■ **YOUR INSTRUCTIONS**: Filter the material below down to the lines with the word "only" and give those lines.

=-=-=

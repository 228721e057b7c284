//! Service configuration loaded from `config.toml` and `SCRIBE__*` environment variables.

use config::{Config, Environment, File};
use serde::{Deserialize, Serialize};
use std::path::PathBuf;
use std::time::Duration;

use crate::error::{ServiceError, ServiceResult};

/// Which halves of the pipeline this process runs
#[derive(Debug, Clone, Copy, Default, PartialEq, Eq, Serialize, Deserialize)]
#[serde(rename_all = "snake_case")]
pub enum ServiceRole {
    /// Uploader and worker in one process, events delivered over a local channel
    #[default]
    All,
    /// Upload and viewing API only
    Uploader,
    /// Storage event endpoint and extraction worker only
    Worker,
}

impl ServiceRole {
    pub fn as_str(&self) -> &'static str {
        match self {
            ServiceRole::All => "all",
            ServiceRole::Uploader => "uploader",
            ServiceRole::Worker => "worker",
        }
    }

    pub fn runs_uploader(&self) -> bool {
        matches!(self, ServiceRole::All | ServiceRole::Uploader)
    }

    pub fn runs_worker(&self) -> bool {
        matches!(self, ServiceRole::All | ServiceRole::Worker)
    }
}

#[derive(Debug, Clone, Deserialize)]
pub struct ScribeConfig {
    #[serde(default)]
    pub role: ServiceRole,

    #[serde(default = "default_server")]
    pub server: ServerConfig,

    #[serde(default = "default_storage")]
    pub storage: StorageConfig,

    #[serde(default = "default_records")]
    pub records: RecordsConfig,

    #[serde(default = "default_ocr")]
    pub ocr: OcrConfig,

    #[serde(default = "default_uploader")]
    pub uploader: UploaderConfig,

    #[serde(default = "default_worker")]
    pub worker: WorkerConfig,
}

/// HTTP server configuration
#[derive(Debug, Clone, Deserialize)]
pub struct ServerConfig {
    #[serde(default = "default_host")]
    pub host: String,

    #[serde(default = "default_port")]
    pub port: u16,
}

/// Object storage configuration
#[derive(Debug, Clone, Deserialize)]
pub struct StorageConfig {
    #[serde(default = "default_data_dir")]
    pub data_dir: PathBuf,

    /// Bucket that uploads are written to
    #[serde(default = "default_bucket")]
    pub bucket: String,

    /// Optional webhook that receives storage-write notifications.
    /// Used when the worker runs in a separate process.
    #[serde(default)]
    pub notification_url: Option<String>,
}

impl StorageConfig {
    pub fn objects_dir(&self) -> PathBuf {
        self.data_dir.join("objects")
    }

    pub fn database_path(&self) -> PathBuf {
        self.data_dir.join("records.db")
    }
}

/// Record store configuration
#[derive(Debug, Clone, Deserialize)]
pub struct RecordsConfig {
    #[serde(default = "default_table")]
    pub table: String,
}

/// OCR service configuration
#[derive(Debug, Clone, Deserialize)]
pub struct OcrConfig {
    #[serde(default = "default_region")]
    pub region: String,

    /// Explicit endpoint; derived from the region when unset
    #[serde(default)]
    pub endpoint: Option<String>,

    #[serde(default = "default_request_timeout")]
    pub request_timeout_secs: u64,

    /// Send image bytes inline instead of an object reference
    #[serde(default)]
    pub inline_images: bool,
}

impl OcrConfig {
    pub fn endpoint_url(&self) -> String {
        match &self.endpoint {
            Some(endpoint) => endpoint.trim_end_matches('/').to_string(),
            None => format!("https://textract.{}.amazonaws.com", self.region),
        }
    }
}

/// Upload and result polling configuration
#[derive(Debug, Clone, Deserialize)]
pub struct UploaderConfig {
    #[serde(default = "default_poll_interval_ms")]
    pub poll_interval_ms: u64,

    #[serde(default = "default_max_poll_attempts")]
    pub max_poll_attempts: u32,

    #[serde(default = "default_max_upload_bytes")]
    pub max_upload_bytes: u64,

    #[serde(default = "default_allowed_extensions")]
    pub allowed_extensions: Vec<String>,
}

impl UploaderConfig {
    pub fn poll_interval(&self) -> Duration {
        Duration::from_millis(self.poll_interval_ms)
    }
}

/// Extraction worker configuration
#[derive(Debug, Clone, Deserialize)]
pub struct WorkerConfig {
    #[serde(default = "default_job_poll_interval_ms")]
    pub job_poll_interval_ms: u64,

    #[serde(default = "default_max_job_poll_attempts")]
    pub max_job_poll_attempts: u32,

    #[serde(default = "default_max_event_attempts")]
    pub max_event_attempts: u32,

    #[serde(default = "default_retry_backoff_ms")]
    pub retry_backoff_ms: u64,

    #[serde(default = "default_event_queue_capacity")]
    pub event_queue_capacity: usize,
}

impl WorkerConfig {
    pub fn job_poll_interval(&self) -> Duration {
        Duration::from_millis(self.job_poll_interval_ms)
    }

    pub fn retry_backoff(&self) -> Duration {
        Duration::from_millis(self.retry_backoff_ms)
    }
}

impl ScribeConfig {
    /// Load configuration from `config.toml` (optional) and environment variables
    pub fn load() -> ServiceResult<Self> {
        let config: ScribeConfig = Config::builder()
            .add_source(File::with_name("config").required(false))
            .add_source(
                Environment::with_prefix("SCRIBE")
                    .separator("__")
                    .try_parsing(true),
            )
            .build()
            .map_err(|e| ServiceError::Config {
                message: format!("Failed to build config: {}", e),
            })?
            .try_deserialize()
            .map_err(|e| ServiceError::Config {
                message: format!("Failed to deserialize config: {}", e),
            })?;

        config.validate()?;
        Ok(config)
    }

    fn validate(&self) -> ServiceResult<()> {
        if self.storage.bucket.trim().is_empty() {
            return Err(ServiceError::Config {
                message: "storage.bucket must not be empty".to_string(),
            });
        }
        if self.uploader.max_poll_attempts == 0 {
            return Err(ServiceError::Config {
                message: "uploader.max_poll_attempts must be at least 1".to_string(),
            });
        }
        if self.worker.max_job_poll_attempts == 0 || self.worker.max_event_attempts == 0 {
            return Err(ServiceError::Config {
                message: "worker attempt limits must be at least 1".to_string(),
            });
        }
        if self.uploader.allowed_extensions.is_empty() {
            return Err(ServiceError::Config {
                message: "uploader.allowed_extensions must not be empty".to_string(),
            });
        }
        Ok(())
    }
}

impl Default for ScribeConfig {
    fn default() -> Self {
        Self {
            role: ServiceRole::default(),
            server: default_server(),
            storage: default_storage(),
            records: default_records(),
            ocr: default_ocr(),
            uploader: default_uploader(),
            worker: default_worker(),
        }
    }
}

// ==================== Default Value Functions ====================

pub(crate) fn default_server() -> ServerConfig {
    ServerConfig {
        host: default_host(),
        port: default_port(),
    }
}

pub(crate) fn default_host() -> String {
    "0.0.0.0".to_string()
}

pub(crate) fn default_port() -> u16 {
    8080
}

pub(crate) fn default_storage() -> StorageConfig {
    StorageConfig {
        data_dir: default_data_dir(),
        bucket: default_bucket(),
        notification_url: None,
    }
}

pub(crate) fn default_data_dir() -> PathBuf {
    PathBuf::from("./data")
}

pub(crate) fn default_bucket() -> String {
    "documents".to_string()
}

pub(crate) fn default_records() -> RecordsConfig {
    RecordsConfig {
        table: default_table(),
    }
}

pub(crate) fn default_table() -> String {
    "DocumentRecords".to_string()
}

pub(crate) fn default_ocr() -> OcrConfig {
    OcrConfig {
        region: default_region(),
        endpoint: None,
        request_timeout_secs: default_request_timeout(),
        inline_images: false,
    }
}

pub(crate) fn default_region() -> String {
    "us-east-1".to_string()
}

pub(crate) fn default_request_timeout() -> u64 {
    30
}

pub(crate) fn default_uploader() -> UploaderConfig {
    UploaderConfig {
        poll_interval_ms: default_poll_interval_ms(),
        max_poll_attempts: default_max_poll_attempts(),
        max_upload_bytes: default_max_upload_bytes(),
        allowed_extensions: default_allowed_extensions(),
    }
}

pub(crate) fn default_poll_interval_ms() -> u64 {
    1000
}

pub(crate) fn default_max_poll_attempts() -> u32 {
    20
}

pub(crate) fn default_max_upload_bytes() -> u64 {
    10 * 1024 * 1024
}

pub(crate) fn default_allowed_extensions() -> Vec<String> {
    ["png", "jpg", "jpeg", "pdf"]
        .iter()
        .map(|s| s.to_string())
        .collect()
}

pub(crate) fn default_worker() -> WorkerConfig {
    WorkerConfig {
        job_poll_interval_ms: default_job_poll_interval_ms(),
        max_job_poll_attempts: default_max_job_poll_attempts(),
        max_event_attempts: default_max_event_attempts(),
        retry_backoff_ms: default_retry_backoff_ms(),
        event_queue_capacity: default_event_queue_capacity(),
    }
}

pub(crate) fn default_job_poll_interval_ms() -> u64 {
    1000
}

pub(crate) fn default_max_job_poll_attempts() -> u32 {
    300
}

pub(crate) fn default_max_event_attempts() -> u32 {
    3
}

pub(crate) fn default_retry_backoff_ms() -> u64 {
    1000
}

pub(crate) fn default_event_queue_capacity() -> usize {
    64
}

=-=-=

■ **TASK RESPONSE**:
    /// Upload and viewing API only
    /// Storage event endpoint and extraction worker only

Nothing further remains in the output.